The stable end state is the pod: a few senior people with real judgment, a fleet of agents, an eval harness as the quality floor, and one deliberate apprentice. Small, dense, senior-heavy. Thirty people producing what three hundred did, and the three hundred was the point of the old shape.
III.
Two observations from the floor. First, the constraint flips. For eighty years the binding constraint of a services firm was capacity, and every ritual of the industry, the utilization targets, the bench, the staffing calls, exists to manage it. In an agent-native firm, capacity is nearly free and the binding constraint is judgment: knowing what good looks like, catching the confident wrong answer, deciding what not to build. You can feel the flip in the P&L. Revenue stops tracking headcount. Revenue per person, not headcount, becomes the number that tells you whether a firm has actually rebuilt or just bought licenses.
Second, the honest problem nobody in the industry has solved: the pyramid was the school. If agents do the grinding, where does the next generation of judgment come from? Grinding was never busywork; it was ten thousand low-stakes reps that slowly compiled into taste. This is why the pod keeps its one apprentice on purpose, even though the seat is economically irrational: juniors now train on reviewing agent output, running evals, and interrogating work rather than producing it, the way pilots train in simulators at rep volumes no cockpit could offer. I hold that answer loosely. Any services leader who claims certainty here is selling something.
IV.
What this means if you buy services rather than sell them: the rate card is now a diagnostic. A firm still quoting per-hour pyramids in 2026 is telling you, in writing, that its cost structure has not changed, which means either its margins are quietly exploding at your expense or its delivery has not actually moved.
And the market direction: the incumbents are trapped by their own geometry, because the pyramid is not just their org chart, it is their P&L, and every efficiency gain destroys billable hours somewhere on their own income statement. They will adopt agents in the way that protects the shape, which is to say partially: expect a decade of proudly announced diamonds. Meanwhile the model labs and clouds are pouring billions into deployment ventures that are, in effect, services firms born without pyramids. The squeeze comes from both ends, and the middle of the services industry gets the same choice I wrote about for mid-market companies generally: reprice yourself, or be repriced.

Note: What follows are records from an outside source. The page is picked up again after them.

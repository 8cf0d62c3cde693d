//! Server facade and the lifecycle state manager.
//!
//! The manager thread is the single authority over the `state` cell. It
//! polls the requested state on a 100 ms tick and performs transitions:
//!
//! ```text
//! Stopped ──Starting──▶ Started ──Stopping──▶ Stopped
//!    any  ──Destroying─▶ Destroyed (absorbing)
//! ```
//!
//! Teardown unblocks session threads by shutting their sockets down, then
//! joins them with a bounded wait. The facade methods only write the
//! requested-state cell and return immediately; callers observe progress
//! through [`InterfaceServer::state`] or the state-changed callback.

use crate::config::NetworkConfig;
use crate::discovery::Advertiser;
use crate::error::Result;
use crate::scope::ScopeDriver;
use crate::server::state::{Shared, State};
use crate::server::{control, net};
use crossbeam_channel::bounded;
use std::net::{Shutdown, TcpListener, TcpStream};
use std::sync::atomic::Ordering;
use std::sync::Arc;
use std::thread::{self, JoinHandle};
use std::time::{Duration, Instant};

/// Lifecycle manager poll tick.
const TICK: Duration = Duration::from_millis(100);

/// How long the manager waits for the control session to bind its
/// listeners before declaring the start failed.
const START_TIMEOUT: Duration = Duration::from_secs(5);

/// Soft timeout when joining a session thread after its sockets are shut.
const JOIN_TIMEOUT: Duration = Duration::from_secs(5);

/// Network-facing interface server for one scope device.
///
/// Accepts a single remote client over TCP, advertises itself via mDNS
/// until the scope is claimed, and relays the framed control protocol
/// plus the bulk acquisition stream between client and scope.
///
/// # Examples
///
/// ```no_run
/// use tarang_io::config::NetworkConfig;
/// use tarang_io::discovery::MdnsAdvertiser;
/// use tarang_io::scope::MockScope;
/// use tarang_io::server::{InterfaceServer, State};
///
/// # fn main() -> tarang_io::Result<()> {
/// let advertiser = MdnsAdvertiser::new(Default::default())?;
/// let server = InterfaceServer::new(
///     Box::new(MockScope::new()),
///     Box::new(advertiser),
///     NetworkConfig::default(),
/// )?;
/// server.set_state_callback(|state| log::info!("server is now {:?}", state));
/// server.start();
/// while server.state() != State::Started {
///     std::thread::sleep(std::time::Duration::from_millis(50));
/// }
/// # Ok(())
/// # }
/// ```
pub struct InterfaceServer {
    shared: Arc<Shared>,
    manager: Option<JoinHandle<()>>,
}

impl InterfaceServer {
    /// Create the server and spawn its lifecycle manager thread. The
    /// server starts `Uninitialized` and settles in `Stopped` on the
    /// first manager tick; call [`start`](Self::start) to go live.
    pub fn new(
        scope: Box<dyn ScopeDriver>,
        advertiser: Box<dyn Advertiser>,
        network: NetworkConfig,
    ) -> Result<Self> {
        let shared = Arc::new(Shared::new(
            scope,
            advertiser,
            network.service_name,
            network.service_type,
        ));

        let manager_shared = Arc::clone(&shared);
        let manager = thread::Builder::new()
            .name("tarang.server.state-manager".to_string())
            .spawn(move || {
                StateManager::new(manager_shared).run();
            })?;

        Ok(InterfaceServer {
            shared,
            manager: Some(manager),
        })
    }

    /// Request the `Started` state. Non-blocking.
    pub fn start(&self) {
        self.shared.request(State::Started);
    }

    /// Request the `Stopped` state. Non-blocking.
    pub fn stop(&self) {
        self.shared.request(State::Stopped);
    }

    /// Request the `Destroyed` state. Non-blocking and irreversible.
    pub fn destroy(&self) {
        self.shared.request(State::Destroyed);
    }

    /// Last state published by the lifecycle manager. May lag a request
    /// by up to one manager tick.
    pub fn state(&self) -> State {
        self.shared.state()
    }

    /// Port of the control listener, once a session has bound it.
    pub fn control_port(&self) -> Option<u16> {
        match self.shared.control_port.load(Ordering::SeqCst) {
            0 => None,
            port => Some(port),
        }
    }

    /// Port of the data listener, once a session has bound it. Changes on
    /// every restart; clients learn it through the `DATA_PORT` command.
    pub fn data_port(&self) -> Option<u16> {
        match self.shared.data_port.load(Ordering::SeqCst) {
            0 => None,
            port => Some(port),
        }
    }

    /// Install the state-changed callback. Fired from the lifecycle
    /// manager thread with the newly published state.
    pub fn set_state_callback(&self, callback: impl Fn(State) + Send + 'static) {
        self.shared.set_state_callback(Box::new(callback));
    }
}

impl Drop for InterfaceServer {
    fn drop(&mut self) {
        while self.shared.state() != State::Destroyed {
            self.shared.request(State::Destroyed);
            if self.manager.as_ref().map_or(true, |m| m.is_finished()) {
                break;
            }
            thread::sleep(Duration::from_millis(10));
        }
        if let Some(manager) = self.manager.take() {
            let _ = manager.join();
        }
    }
}

/// The lifecycle manager: sole writer of the `state` cell.
struct StateManager {
    shared: Arc<Shared>,
    control_thread: Option<JoinHandle<()>>,
}

impl StateManager {
    fn new(shared: Arc<Shared>) -> Self {
        StateManager {
            shared,
            control_thread: None,
        }
    }

    fn run(mut self) {
        self.shared.adopt_manager_thread();

        while self.shared.state() != State::Destroyed {
            thread::sleep(TICK);

            let current = self.shared.state();
            if matches!(
                current,
                State::Starting | State::Stopping | State::Destroying
            ) {
                // transient states never survive a tick; seeing one here
                // means another thread wrote the state cell
                panic!("server state transitioning outside of the state manager thread");
            }

            let next = self.shared.requested();
            if next == current {
                continue;
            }

            match next {
                State::Started => {
                    log::debug!("=== Starting server =====");
                    self.start_server();
                }
                State::Stopped => {
                    log::debug!("=== Stopping server =====");
                    self.shared.set_state(State::Stopping);
                    self.disconnect();
                    self.shared.set_state(State::Stopped);
                    log::debug!("===== Stopped ===");
                }
                State::Destroyed => {
                    log::debug!("=== Destroying server ===");
                    self.shared.set_state(State::Destroying);
                    self.disconnect();
                    self.shared.set_state(State::Destroyed);
                    log::debug!("===== Destroyed ===");
                }
                other => {
                    // facade and sessions only ever request the three
                    // stable states; anything else is a programming error
                    panic!("illegal target state requested: {:?}", other);
                }
            }
        }
    }

    /// `Stopped → Starting → Started`: spawn the control session and wait
    /// for it to bind both listeners.
    fn start_server(&mut self) {
        self.shared.set_state(State::Starting);
        self.shared.reset_session_cells();

        let (ready_tx, ready_rx) = bounded(1);
        match control::spawn(Arc::clone(&self.shared), ready_tx) {
            Ok(handle) => self.control_thread = Some(handle),
            Err(e) => {
                log::error!("Failed to start server: {}", e);
                self.abort_start();
                return;
            }
        }

        match ready_rx.recv_timeout(START_TIMEOUT) {
            Ok(data_port) => {
                log::debug!("Data listener ready on port {}", data_port);
                self.shared.set_state(State::Started);
                log::debug!("===== Started ===");
            }
            Err(_) => {
                log::error!("Failed to start server: control session never bound its listeners");
                self.abort_start();
            }
        }
    }

    /// Unwind a failed start and settle back in `Stopped`.
    fn abort_start(&mut self) {
        self.disconnect();
        self.shared.set_state(State::Stopped);
        self.shared.request(State::Stopped);
    }

    /// Tear the sessions down: unregister the advertiser, then clean the
    /// control pair and the data pair. Idempotent per session; a second
    /// call while a client is still connected is a correctness failure.
    fn disconnect(&mut self) {
        self.shared.assert_manager_thread("disconnect");

        if self.shared.disconnect_called.swap(true, Ordering::SeqCst) {
            if self.shared.connected.load(Ordering::SeqCst) {
                log::error!("Disconnect called twice while a client is connected");
            }
            return;
        }
        self.shared.connected.store(false, Ordering::SeqCst);

        if let Err(e) = self.shared.advertiser.lock().unregister() {
            log::warn!("Failed to unregister service: {}", e);
        }

        log::debug!("Closing control thread/socket");
        let (listener, stream) = {
            let mut cells = self.shared.sockets.lock();
            (cells.ctrl_listener.take(), cells.ctrl_stream.take())
        };
        clean_socket_thread("control", self.control_thread.take(), listener, stream);

        log::debug!("Closing data thread/socket");
        let (listener, stream) = {
            let mut cells = self.shared.sockets.lock();
            (cells.data_listener.take(), cells.data_stream.take())
        };
        let data_thread = self.shared.data_thread.lock().take();
        clean_socket_thread("data", data_thread, listener, stream);

        self.shared.data_session.store(false, Ordering::SeqCst);
    }
}

/// Shut the socket pair down, then join the worker. The shutdowns are
/// what unblock a thread parked in `accept`/`recv`/`send`; the join has a
/// soft timeout because a thread stuck inside a scope transfer cannot be
/// interrupted from here.
fn clean_socket_thread(
    which: &str,
    thread: Option<JoinHandle<()>>,
    listener: Option<TcpListener>,
    stream: Option<TcpStream>,
) {
    if let Some(listener) = listener {
        if let Err(e) = net::shutdown_listener(&listener) {
            log::debug!("{} listener shutdown: {}", which, e);
        }
    }
    if let Some(stream) = stream {
        if let Err(e) = stream.shutdown(Shutdown::Both) {
            log::debug!("{} socket shutdown: {}", which, e);
        }
    }

    let Some(thread) = thread else {
        log::debug!("No {} thread to join", which);
        return;
    };
    if join_within(&thread, JOIN_TIMEOUT) {
        let _ = thread.join();
        return;
    }
    log::warn!(
        "{} thread did not exit within {:?}; its sockets are shut, waiting once more",
        which,
        JOIN_TIMEOUT
    );
    if join_within(&thread, JOIN_TIMEOUT) {
        let _ = thread.join();
        return;
    }
    log::error!("{} thread failed to exit; abandoning it", which);
}

fn join_within(thread: &JoinHandle<()>, timeout: Duration) -> bool {
    let deadline = Instant::now() + timeout;
    while Instant::now() < deadline {
        if thread.is_finished() {
            return true;
        }
        thread::sleep(Duration::from_millis(10));
    }
    thread.is_finished()
}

The pyramid was never the point. Judgment was always the product, and the pyramid was simply the best amplifier the twentieth century could build for it. A better amplifier now exists. The firms that mistake the shape for the substance will spend the next five years defending whatever shape they are currently in. The firms that remember what they actually sell will melt it down themselves, and pour it into something smaller, denser, and worth more.